Tuntut PT GON Tunaikan Hak-Hak Normatif Karyawan

MAKLUMATNEWS.com,PALEMBANG–Puluhan massa yang tergabung dalam Federasi Serikat Buruh (FSB) NIKEUBA KSBSI PT Golden Oilindo Nusantara (GON) menggelar aksi unjuk rasa dihalaman Kantor Dinas Ketenagakerjaan dan Transmigrasi (Disnakertrans) Provinsi Sumatera Selatan (Sumsel), Kamis (13/02/2020)

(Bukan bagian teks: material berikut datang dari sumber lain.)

//! In-process simulated transport for burrow unit and integration testing.
//!
//! [`SimTransport`] implements [`burrow_domain::TunnelTransport`] using tokio
//! channels instead of an SSH connection. [`SimConfig`] shapes the simulated
//! remote and [`SimControl`] injects faults at run time:
//!
//! - Per-client channel limit (explicit refusal past the limit)
//! - Failing the next N dials
//! - Hanging keepalives
//! - Killing the current client (transport death)
//!
//! Every dial attempt is timestamped on the tokio clock so tests running
//! with paused time can assert on backoff spacing.
//!
//! # Quick start
//!
//! ```rust
//! use burrow_link_sim::{SimConfig, SimTransport};
//!
//! let transport = SimTransport::new(SimConfig::limited(8));
//! let control = transport.control();
//! control.fail_next_dials(3);
//! ```

mod client;
mod config;
mod stream;
mod transport;

// --- public API
pub use client::SimClient;
pub use config::SimConfig;
pub use transport::{SimControl, SimTransport};

pub(crate) use stream::SimStream;
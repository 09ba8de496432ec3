//! SSH transport implementation for burrow.
//!
//! Implements [`burrow_domain::TunnelTransport`] using the `russh` crate.
//! Every logical stream is one `direct-tcpip` channel on a single
//! authenticated session; the remote sshd makes the outbound connection.
//!
//! # Quick start
//!
//! ```ignore
//! use burrow_domain::{Target, TunnelTransport};
//! use burrow_ssh::{AuthConfig, SshTransport};
//!
//! let auth      = AuthConfig::new("alice").with_key_path("~/.ssh/id_ed25519");
//! let transport = SshTransport::new(auth);
//! let client    = transport.connect(&Target::new("bastion.example", 22)).await?;
//! let stream    = client.open_stream(&Target::new("example.com", 443)).await?;
//! ```

mod auth;
mod client;
mod error;
mod stream;
mod transport;

pub use auth::AuthConfig;
pub use client::SshClient;
pub use error::SshError;
pub use stream::SshStream;
pub use transport::SshTransport;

Koorditaor Aksi (Korak) FSB NIKEUBA KSBSI PT GON, Hermawan SH mengatakan, kedatangan mereka ke Kantor Disnakertrans Provinsi Sumsel untuk menyampaikan aspirasi atau tuntutan. “Aksi yang kami gelar pada hari ini adalah aksi solidaritas untuk menyampaikan aspirasi dan tuntutan para pekerja PT GON sehingga pihak pegawai pengawas di Disnakertrans Provinsi Sumsel dapat melaksanakan tugas pokok sehingga hak-hak kawan ini tidak dizalimi,” katanya

Adapun tuntutan yang ingin disampaikan pihaknya pada aksi unjuk rasa tersebut yaitu pertama meminta pihak perusahaan untuk memenuhi hak-hak normatif karyawan. Kedua, pihak perusahaan juga harus mengembalikan atau memperkerjakan kembali ARDA WELLY dan karyawan lain yang sudah dipecat pada Bagian dan Jabatan semula sebelum dilakukan Mutasi. “Selain kedua tuntutan itu diduga pihak perusahaan atau oknum perusahaan juga melakukan tindak pidana di bidang Ketenagakerjaan berupa Kebebasan berserikat,” ujar Hermawan.

Hermawan menjelaskan, permasalahan antara karyawan PT GON dengan Pihak Perusahaaan PT GON ini sudah beberapa kali dilakukan pertemuan, namun sampai dengan saat ini belum ada kesepakatan atau itikad baik dari pihak perusahaan untuk memenuhi tuntutan para karyawan. “Sudah tiga kali melakukan pertemuan tapi tidak ada kesepakatan. Dan solusi dari Disnaker dan DPRD Ogan Ilir tidak dipenuhi atau diikuti oleh pihak perusahaan. Bahkan, seiring berjalannya waktu ternyata pihak perusahaan memutasi para karyawan dan bahkan ada yang dipecat,” jelasnya

Lebih lanjut diungkapkannya, untuk itulah pihaknya datang ke Disnakertran Provinsi Sumsel agar dapat segera menyelesaikan permasalahan ini sesuai dengan mekanisme hukum yang berlaku “Kami juga meminta kepada pihak Disnakertrans Provinsi Sumsel baik itu pengawas untuk memangil pihak perusahaan besok dan menghimbau agar tidak melakukan tindakan balasan dalam bentuk apapun terhadap kawan-kawan karyawan baik sebelum selama maupun sesudah aksi mogok kerja dilakukan Sehingga proses ini dapat berjalan dengan baik dan benar,” ungkap Hermawan

Hermawan menambahkan, jika permasalahan ini tidak berjalan dengan mekanisme hukum yang berlaku maka pihaknya akan kembali menggelar aksi unjuk rasa dan bahkan akan lebih banyak lagi massa aksinya. “Jika proses masih berjalan tidak sesuai dengan mekanisme hukum yang berlaku dan karyawan masih merasa dizalimi maka kawan-kawan akan tetap melaksanakan aksi baik ke disnakertran provinsi, gubernur ataupun ke dprd provinsi sumsel,” katanya

Sementara itu, Kepala Disnakertrans Provinsi Sumsel, Koimudin melalui Kabid Hubin Syaker dan Jaminan Sosial Disnakertrans Provinsi Sumsel, Eky Zakya SH mengatakan, kedatangan puluhan massa ke kantor Disnakertrans Provinsi Sumsel untuk menyampaikan aspirasi atau tuntutan para pekerja PT GON. “Mereka menuntut hak normatif dan juga persisihan. Disnakertrans dari melalui pengawas dan mediator sudah menindaklanjuti kasus tersebut,” katanya

Lanjutnya, pihaknya juga akan memanggil pihak perusahaan pada besok (hari ini) untuk klarifikasi apa-apa yang dituntut oleh pekerja. “Kita juga akan kembali memanggil lagi pihak perusahaan untuk klarifikasi pada tanggal 20 Februari di d Disnakertrans Provinsi Sumsel dan juga akan dihadiri para karyawan. Nah selama proses ini berjalan kami minta para pekerja untuk tidak melakukan unjuk rasa atau apapun,” ungkap Eky.